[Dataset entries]

◇ ◇ ◇ ◇ ◇

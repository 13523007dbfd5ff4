//! Declarative object activation over a hierarchical plugin tree.
//!
//! Nodes are addressed by path; their values are raw data or builtins that
//! are built on first demand: the target type is resolved, a constructor
//! is selected from the type's factory table, and declared properties and
//! injectable services are applied.

pub mod application;
pub mod config;
pub mod domain;
pub mod infrastructure;
pub mod util;
//! Test support: one-time tracing setup shared by unit and integration tests.

use std::env;
use std::sync::Once;

use tracing::{debug, info};
use tracing_subscriber::{
    fmt::{self, format::FmtSpan},
    prelude::*,
    EnvFilter,
};

static TEST_SETUP: Once = Once::new();

/// Install the test subscriber once per process. `RUST_LOG` wins when set.
pub fn init_test_setup() {
    TEST_SETUP.call_once(|| {
        setup_test_logging();
        info!("Test Setup complete");
    });
}

fn setup_test_logging() {
    let env_filter = EnvFilter::try_from_default_env()
        .unwrap_or_else(|_| EnvFilter::new("plugtree=trace"));

    let subscriber = tracing_subscriber::registry().with(
        fmt::layer()
            .with_target(true)
            .with_test_writer()
            .with_span_events(FmtSpan::CLOSE)
            .with_filter(env_filter),
    );

    if tracing::dispatcher::has_been_set() {
        debug!("Tracing subscriber already set");
    } else if let Err(e) = subscriber.try_init() {
        eprintln!("Error: Failed to set up logging: {} (RUST_LOG={:?})", e, env::var("RUST_LOG").ok());
    }
}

◇ ◇ ◇ ◇ ◇

**WORK ORDER:** Show every line of the data that includes the string "info".

**ANSWER BOX:**
use tracing::{debug, info};
        info!("Test Setup complete");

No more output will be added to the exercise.